YOUR ASSIGNMENT: In the records below, find each line that holds "derive" and return it.

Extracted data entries
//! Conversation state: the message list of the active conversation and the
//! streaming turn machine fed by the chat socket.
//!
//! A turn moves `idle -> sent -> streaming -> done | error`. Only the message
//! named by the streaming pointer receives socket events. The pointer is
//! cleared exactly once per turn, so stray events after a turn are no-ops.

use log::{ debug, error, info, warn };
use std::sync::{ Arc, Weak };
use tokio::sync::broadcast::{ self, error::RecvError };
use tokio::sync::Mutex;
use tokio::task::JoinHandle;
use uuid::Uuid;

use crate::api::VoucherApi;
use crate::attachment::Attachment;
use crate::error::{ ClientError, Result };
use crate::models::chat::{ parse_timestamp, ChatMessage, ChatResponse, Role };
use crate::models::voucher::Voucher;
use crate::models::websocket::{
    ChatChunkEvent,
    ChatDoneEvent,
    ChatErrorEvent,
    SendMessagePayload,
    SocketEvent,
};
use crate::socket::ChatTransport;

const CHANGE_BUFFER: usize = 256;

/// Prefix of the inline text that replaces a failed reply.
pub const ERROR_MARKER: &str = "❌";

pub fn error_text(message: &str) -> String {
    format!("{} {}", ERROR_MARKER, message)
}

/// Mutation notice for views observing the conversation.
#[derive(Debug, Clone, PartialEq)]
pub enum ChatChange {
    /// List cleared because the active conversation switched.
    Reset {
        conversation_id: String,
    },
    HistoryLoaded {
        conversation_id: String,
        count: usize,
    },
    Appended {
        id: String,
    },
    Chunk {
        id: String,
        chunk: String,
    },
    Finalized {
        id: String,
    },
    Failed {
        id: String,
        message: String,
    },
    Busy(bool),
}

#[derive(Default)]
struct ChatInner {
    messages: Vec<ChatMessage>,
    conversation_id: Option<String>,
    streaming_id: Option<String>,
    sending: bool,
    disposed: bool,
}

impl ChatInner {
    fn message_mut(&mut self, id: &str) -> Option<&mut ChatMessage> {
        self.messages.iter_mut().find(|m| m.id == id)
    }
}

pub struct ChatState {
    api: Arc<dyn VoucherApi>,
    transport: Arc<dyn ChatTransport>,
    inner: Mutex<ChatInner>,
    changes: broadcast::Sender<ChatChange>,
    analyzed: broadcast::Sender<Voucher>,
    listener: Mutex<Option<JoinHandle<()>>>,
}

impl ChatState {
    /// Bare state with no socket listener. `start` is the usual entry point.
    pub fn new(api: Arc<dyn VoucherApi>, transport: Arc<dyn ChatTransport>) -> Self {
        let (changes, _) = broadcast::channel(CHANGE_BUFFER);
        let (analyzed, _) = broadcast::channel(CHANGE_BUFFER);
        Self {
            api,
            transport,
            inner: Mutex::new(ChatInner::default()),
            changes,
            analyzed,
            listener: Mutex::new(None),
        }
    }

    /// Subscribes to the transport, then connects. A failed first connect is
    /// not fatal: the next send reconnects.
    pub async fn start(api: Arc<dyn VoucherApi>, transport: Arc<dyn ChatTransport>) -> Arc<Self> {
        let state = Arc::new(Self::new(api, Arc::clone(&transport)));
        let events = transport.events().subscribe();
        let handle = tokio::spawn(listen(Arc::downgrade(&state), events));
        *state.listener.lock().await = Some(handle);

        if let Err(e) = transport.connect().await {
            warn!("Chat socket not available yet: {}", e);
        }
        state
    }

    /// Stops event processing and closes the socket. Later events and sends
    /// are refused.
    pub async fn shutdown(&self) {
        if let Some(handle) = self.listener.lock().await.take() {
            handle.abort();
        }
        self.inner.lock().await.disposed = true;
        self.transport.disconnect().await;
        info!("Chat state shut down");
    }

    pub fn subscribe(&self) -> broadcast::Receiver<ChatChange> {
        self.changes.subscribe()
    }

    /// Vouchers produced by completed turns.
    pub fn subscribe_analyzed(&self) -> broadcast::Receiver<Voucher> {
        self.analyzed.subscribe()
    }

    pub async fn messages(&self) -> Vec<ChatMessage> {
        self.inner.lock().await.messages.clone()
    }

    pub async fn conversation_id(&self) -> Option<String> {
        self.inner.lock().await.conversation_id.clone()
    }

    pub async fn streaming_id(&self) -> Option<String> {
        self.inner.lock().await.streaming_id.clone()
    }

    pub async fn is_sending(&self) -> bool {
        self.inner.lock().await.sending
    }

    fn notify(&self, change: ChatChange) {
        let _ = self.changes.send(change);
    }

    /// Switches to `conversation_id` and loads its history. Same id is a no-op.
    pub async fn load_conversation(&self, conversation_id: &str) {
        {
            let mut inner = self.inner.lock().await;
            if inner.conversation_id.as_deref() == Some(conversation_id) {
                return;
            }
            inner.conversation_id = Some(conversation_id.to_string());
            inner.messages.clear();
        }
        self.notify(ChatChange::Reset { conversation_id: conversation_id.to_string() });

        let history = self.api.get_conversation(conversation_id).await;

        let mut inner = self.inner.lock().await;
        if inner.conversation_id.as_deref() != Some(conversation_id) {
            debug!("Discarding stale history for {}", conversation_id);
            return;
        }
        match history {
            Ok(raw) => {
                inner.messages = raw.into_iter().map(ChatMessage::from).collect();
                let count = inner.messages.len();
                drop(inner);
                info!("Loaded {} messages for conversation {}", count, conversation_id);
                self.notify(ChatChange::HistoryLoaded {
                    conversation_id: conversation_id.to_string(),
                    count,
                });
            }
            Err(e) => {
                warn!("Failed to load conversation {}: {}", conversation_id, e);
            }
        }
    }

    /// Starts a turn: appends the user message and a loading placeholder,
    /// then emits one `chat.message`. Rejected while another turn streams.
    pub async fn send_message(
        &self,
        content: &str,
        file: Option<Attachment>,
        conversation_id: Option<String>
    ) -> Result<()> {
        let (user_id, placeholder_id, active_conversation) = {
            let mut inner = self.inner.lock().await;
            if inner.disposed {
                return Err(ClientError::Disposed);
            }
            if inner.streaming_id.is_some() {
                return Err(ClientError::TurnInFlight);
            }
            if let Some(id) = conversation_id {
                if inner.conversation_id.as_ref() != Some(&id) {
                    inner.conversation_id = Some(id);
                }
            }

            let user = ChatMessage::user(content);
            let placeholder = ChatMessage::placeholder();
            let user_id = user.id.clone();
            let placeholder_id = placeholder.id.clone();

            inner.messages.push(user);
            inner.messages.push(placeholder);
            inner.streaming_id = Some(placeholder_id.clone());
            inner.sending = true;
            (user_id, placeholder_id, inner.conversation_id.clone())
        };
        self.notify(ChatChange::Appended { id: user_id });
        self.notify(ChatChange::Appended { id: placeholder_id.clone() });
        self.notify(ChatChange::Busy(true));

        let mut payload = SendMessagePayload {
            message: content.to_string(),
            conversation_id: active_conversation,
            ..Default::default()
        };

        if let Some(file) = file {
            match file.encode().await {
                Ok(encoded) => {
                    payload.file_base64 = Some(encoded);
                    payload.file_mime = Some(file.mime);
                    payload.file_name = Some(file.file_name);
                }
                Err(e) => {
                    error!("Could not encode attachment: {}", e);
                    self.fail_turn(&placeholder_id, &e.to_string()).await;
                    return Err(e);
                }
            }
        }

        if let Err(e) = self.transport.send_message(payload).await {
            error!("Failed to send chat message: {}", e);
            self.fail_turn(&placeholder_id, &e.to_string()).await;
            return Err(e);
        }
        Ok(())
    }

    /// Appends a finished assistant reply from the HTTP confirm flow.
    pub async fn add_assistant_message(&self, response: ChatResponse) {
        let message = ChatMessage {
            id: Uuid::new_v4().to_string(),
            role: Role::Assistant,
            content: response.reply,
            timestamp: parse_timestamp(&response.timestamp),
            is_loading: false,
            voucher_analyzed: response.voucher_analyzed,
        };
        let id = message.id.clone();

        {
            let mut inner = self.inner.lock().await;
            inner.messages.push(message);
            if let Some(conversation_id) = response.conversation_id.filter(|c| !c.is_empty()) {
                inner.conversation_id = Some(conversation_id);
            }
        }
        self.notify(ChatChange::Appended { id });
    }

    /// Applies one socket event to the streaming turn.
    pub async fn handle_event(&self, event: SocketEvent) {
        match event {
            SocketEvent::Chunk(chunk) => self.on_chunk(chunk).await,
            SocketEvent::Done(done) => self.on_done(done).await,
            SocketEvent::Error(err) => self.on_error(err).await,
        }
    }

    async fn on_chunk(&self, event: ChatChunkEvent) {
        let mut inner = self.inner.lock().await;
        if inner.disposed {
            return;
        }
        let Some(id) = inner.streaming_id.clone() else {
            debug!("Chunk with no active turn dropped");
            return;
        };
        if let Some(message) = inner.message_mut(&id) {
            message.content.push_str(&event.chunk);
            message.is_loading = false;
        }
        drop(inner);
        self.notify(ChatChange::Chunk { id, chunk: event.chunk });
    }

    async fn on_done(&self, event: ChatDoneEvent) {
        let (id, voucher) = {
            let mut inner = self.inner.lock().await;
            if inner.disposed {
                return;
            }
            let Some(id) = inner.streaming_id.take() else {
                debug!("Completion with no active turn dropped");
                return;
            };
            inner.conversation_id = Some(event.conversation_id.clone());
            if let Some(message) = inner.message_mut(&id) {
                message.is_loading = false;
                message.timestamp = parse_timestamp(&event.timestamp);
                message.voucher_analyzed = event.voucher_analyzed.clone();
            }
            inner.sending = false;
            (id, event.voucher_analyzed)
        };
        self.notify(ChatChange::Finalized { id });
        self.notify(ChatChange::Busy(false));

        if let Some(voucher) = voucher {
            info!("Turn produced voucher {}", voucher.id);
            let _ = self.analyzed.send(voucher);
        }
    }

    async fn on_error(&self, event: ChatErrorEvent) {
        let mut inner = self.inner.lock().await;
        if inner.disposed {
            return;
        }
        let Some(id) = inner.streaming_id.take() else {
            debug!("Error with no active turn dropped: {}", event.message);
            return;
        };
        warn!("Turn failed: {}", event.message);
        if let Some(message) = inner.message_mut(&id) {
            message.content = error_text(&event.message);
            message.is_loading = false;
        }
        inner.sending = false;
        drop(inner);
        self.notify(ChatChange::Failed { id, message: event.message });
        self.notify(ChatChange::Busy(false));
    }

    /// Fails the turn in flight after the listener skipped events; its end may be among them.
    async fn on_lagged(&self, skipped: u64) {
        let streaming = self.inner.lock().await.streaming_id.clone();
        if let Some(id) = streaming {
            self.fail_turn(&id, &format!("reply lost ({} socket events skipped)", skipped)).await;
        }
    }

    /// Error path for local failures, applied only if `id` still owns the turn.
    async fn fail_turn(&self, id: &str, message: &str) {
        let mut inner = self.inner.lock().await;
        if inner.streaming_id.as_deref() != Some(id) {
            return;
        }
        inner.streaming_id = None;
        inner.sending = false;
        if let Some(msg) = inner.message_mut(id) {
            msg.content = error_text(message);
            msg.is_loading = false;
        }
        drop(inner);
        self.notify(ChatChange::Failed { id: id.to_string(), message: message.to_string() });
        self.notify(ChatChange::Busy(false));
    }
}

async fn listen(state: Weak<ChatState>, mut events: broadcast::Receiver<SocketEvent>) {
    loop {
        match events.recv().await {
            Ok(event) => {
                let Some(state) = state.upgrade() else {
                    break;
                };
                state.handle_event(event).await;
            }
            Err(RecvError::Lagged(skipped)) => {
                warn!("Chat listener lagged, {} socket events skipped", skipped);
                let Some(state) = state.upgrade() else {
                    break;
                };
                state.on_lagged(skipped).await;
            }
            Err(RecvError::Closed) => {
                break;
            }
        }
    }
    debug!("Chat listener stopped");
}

EXERCISE RESULT:
#[derive(Debug, Clone, PartialEq)]
#[derive(Default)]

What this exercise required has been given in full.